Saved data entries
◆ ◆ ◆

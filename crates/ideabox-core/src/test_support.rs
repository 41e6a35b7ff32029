use std::sync::Mutex;

use crate::nav::Navigator;

/// Navigator that only records where it was sent.
#[derive(Default)]
pub struct RecordingNavigator {
    visits: Mutex<Vec<String>>,
}

impl RecordingNavigator {
    pub fn visits(&self) -> Vec<String> {
        self.visits.lock().unwrap().clone()
    }
}

impl Navigator for RecordingNavigator {
    fn navigate_to(&self, path: &str) {
        self.visits.lock().unwrap().push(path.to_string());
    }
}
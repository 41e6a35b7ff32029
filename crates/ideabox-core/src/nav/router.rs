use thiserror::Error;
use tokio::sync::watch;
use tracing::{debug, info};

use super::guard::{AccessGuard, Decision};
use super::routes::{Route, RouteTable};
use super::Navigator;

#[derive(Error, Debug, PartialEq, Eq)]
pub enum NavError {
    #[error("No route matches {0}")]
    NotFound(String),
}

/// Result of a guarded navigation attempt.
#[derive(Debug, Clone, PartialEq, Eq)]
pub enum Navigation {
    Entered { route: Route, path: String },
    Redirected { to: String },
}

/// Owns the route table and the current location.
///
/// Location changes, guarded or forced, are published on a watch channel so
/// a front end can react to a forced logout redirect.
pub struct Router {
    routes: RouteTable,
    guard: AccessGuard,
    location: watch::Sender<String>,
}

impl Router {
    pub fn new(routes: RouteTable, guard: AccessGuard) -> Self {
        let (location, _) = watch::channel("/".to_string());
        Self {
            routes,
            guard,
            location,
        }
    }

    pub fn routes(&self) -> &RouteTable {
        &self.routes
    }

    pub fn current(&self) -> String {
        self.location.borrow().clone()
    }

    pub fn subscribe(&self) -> watch::Receiver<String> {
        self.location.subscribe()
    }

    /// Navigate to `path`, subject to the access guard.
    pub fn navigate(&self, path: &str) -> Result<Navigation, NavError> {
        let route = self
            .routes
            .resolve(path)
            .ok_or_else(|| NavError::NotFound(path.to_string()))?;

        match self.guard.check(route) {
            Decision::Allowed => {
                debug!(route = %route.name, path = %path, "Navigation allowed");
                self.location.send_replace(path.to_string());
                Ok(Navigation::Entered {
                    route: route.clone(),
                    path: path.to_string(),
                })
            }
            Decision::Denied { redirect } => {
                info!(redirect = %redirect, "Login required, redirecting");
                self.location.send_replace(redirect.clone());
                Ok(Navigation::Redirected { to: redirect })
            }
        }
    }
}

impl Navigator for Router {
    fn navigate_to(&self, path: &str) {
        info!(path = %path, "Forced navigation");
        self.location.send_replace(path.to_string());
    }
}
//! Data models for the idea board API.
//!
//! - `IdeaSummary`, `IdeaDetail`, `NewIdea`, `UploadResponse`: published ideas
//! - `Draft`: the per-user cloud draft
//! - Auth bodies: `LoginRequest`, `RegisterRequest`, `TokenResponse`

pub mod auth;
pub mod idea;

pub use auth::{LoginRequest, MessageResponse, RegisterRequest, TokenResponse};
pub use idea::{Draft, IdeaDetail, IdeaSummary, NewIdea, UploadResponse};
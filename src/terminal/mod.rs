//! Terminal backends behind the `Screen` trait.
//!
//! A screen is the double buffer a frame renders into. Renders mutate cells
//! freely; nothing reaches the terminal until `show` flushes the rows that
//! changed since the previous flush. `AnsiScreen` writes ANSI to a real
//! terminal (or any writer), `SimulationScreen` keeps the grid in memory for
//! tests and headless use.

mod ansi_screen;
mod session;
mod sim;

pub use ansi_screen::AnsiScreen;
pub use session::TerminalSession;
pub use sim::SimulationScreen;

use std::io;

use crate::canvas::Cell;
use crate::style::CellStyle;

/// Double-buffered cell grid with deferred flushing.
pub trait Screen {
    /// Grid dimensions in columns and rows.
    fn size(&self) -> (usize, usize);

    /// Adopt a new grid size, dropping buffered content.
    fn resize(&mut self, width: usize, height: usize);

    /// Write one cell. Writes outside the grid are dropped.
    fn put(&mut self, x: usize, y: usize, ch: char, style: CellStyle);

    /// Read one cell back.
    ///
    /// # Panics
    /// Panics when `(x, y)` is outside the grid.
    fn cell(&self, x: usize, y: usize) -> Cell;

    /// Flush buffered changes, returning how many rows were rewritten.
    fn show(&mut self) -> io::Result<usize>;
}
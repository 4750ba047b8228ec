use std::fmt;

use bitflags::bitflags;

/// Terminal color for a cell foreground or background.
///
/// `Default` defers to whatever the terminal is currently configured to show.
#[derive(Debug, Clone, Copy, PartialEq, Eq, Default)]
pub enum Color {
    #[default]
    Default,
    Black,
    Red,
    Green,
    Yellow,
    Blue,
    Magenta,
    Cyan,
    White,
    Rgb(u8, u8, u8),
}

impl Color {
    /// Palette word for the named colors, `None` for `Default` and RGB values.
    pub fn name(self) -> Option<&'static str> {
        match self {
            Color::Black => Some("black"),
            Color::Red => Some("red"),
            Color::Green => Some("green"),
            Color::Yellow => Some("yellow"),
            Color::Blue => Some("blue"),
            Color::Magenta => Some("magenta"),
            Color::Cyan => Some("cyan"),
            Color::White => Some("white"),
            Color::Default | Color::Rgb(..) => None,
        }
    }
}

impl fmt::Display for Color {
    fn fmt(&self, f: &mut fmt::Formatter<'_>) -> fmt::Result {
        match *self {
            Color::Default => f.write_str("-"),
            Color::Rgb(r, g, b) => write!(f, "#{r:02x}{g:02x}{b:02x}"),
            named => f.write_str(named.name().unwrap_or("-")),
        }
    }
}

/// Parse a color word as it appears in style tags: a palette name, `#rrggbb`,
/// or `-` for the terminal default.
pub fn parse_color(word: &str) -> Option<Color> {
    match word {
        "-" => Some(Color::Default),
        "black" => Some(Color::Black),
        "red" => Some(Color::Red),
        "green" => Some(Color::Green),
        "yellow" => Some(Color::Yellow),
        "blue" => Some(Color::Blue),
        "magenta" => Some(Color::Magenta),
        "cyan" => Some(Color::Cyan),
        "white" => Some(Color::White),
        _ => parse_hex(word),
    }
}

fn parse_hex(word: &str) -> Option<Color> {
    let digits = word.strip_prefix('#')?;
    if digits.len() != 6 || !digits.bytes().all(|b| b.is_ascii_hexdigit()) {
        return None;
    }
    let r = u8::from_str_radix(&digits[0..2], 16).ok()?;
    let g = u8::from_str_radix(&digits[2..4], 16).ok()?;
    let b = u8::from_str_radix(&digits[4..6], 16).ok()?;
    Some(Color::Rgb(r, g, b))
}

bitflags! {
    /// Display attributes carried alongside the cell colors.
    #[derive(Debug, Clone, Copy, PartialEq, Eq, Default)]
    pub struct StyleFlags: u8 {
        const BOLD = 1 << 0;
        const DIM = 1 << 1;
        const UNDERLINE = 1 << 2;
        const BLINK = 1 << 3;
        const REVERSE = 1 << 4;
    }
}

impl StyleFlags {
    /// Letters used in the textual tag form, in a stable order.
    pub fn letters(self) -> String {
        let mut out = String::new();
        if self.contains(Self::BOLD) {
            out.push('b');
        }
        if self.contains(Self::DIM) {
            out.push('d');
        }
        if self.contains(Self::UNDERLINE) {
            out.push('u');
        }
        if self.contains(Self::BLINK) {
            out.push('l');
        }
        if self.contains(Self::REVERSE) {
            out.push('r');
        }
        out
    }
}

/// Parse attribute letters as they appear in style tags, or `-` for none.
pub fn parse_style_flags(word: &str) -> Option<StyleFlags> {
    if word == "-" {
        return Some(StyleFlags::empty());
    }
    let mut flags = StyleFlags::empty();
    for ch in word.chars() {
        flags |= match ch {
            'b' => StyleFlags::BOLD,
            'd' => StyleFlags::DIM,
            'u' => StyleFlags::UNDERLINE,
            'l' => StyleFlags::BLINK,
            'r' => StyleFlags::REVERSE,
            _ => return None,
        };
    }
    Some(flags)
}

/// Complete style for one cell: colors plus attribute flags.
#[derive(Debug, Clone, Copy, PartialEq, Eq, Default)]
pub struct CellStyle {
    pub fg: Color,
    pub bg: Color,
    pub flags: StyleFlags,
}

impl CellStyle {
    pub fn new(fg: Color, bg: Color, flags: StyleFlags) -> Self {
        Self { fg, bg, flags }
    }

    pub fn with_fg(mut self, fg: Color) -> Self {
        self.fg = fg;
        self
    }

    pub fn with_bg(mut self, bg: Color) -> Self {
        self.bg = bg;
        self
    }

    pub fn with_flags(mut self, flags: StyleFlags) -> Self {
        self.flags = flags;
        self
    }

    /// Tag-form encoding, always three sections: `fg:bg:flags`.
    pub fn encode(&self) -> String {
        let letters = self.flags.letters();
        let flags = if letters.is_empty() { "-" } else { letters.as_str() };
        format!("{}:{}:{}", self.fg, self.bg, flags)
    }

    /// Parse the three-section form produced by [`CellStyle::encode`].
    pub fn decode(text: &str) -> Option<Self> {
        let mut sections = text.split(':');
        let fg = parse_color(sections.next()?)?;
        let bg = parse_color(sections.next()?)?;
        let flags = parse_style_flags(sections.next()?)?;
        if sections.next().is_some() {
            return None;
        }
        Some(Self { fg, bg, flags })
    }
}

#[cfg(test)]
mod tests {
    use super::*;

    #[test]
    fn named_colors_round_trip_through_tag_form() {
        let style = CellStyle::new(Color::Red, Color::Default, StyleFlags::BOLD);
        let encoded = style.encode();
        assert_eq!(encoded, "red:-:b");
        assert_eq!(CellStyle::decode(&encoded), Some(style));
    }

    #[test]
    fn rgb_colors_encode_as_hex() {
        let style = CellStyle::default().with_bg(Color::Rgb(0x1a, 0x2b, 0x3c));
        assert_eq!(style.encode(), "-:#1a2b3c:-");
        assert_eq!(parse_color("#1a2b3c"), Some(Color::Rgb(0x1a, 0x2b, 0x3c)));
    }

    #[test]
    fn flag_letters_keep_a_stable_order() {
        let flags = StyleFlags::REVERSE | StyleFlags::BOLD | StyleFlags::BLINK;
        assert_eq!(flags.letters(), "blr");
        assert_eq!(parse_style_flags("rlb"), Some(flags));
    }

    #[test]
    fn decode_rejects_malformed_input() {
        assert!(CellStyle::decode("red").is_none());
        assert!(CellStyle::decode("red:-:z").is_none());
        assert!(CellStyle::decode("red:-:-:extra").is_none());
        assert!(parse_color("grey").is_none());
        assert!(parse_color("#12345").is_none());
        assert!(parse_color("#12345g").is_none());
    }
}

◆ ◆ ◆

■ **WORK ORDER**
In the data above, which lines have "struct"? Report each of them.

■ **RESULT BELOW**
pub struct RecordingNavigator {
pub struct Router {
    pub struct StyleFlags: u8 {
pub struct CellStyle {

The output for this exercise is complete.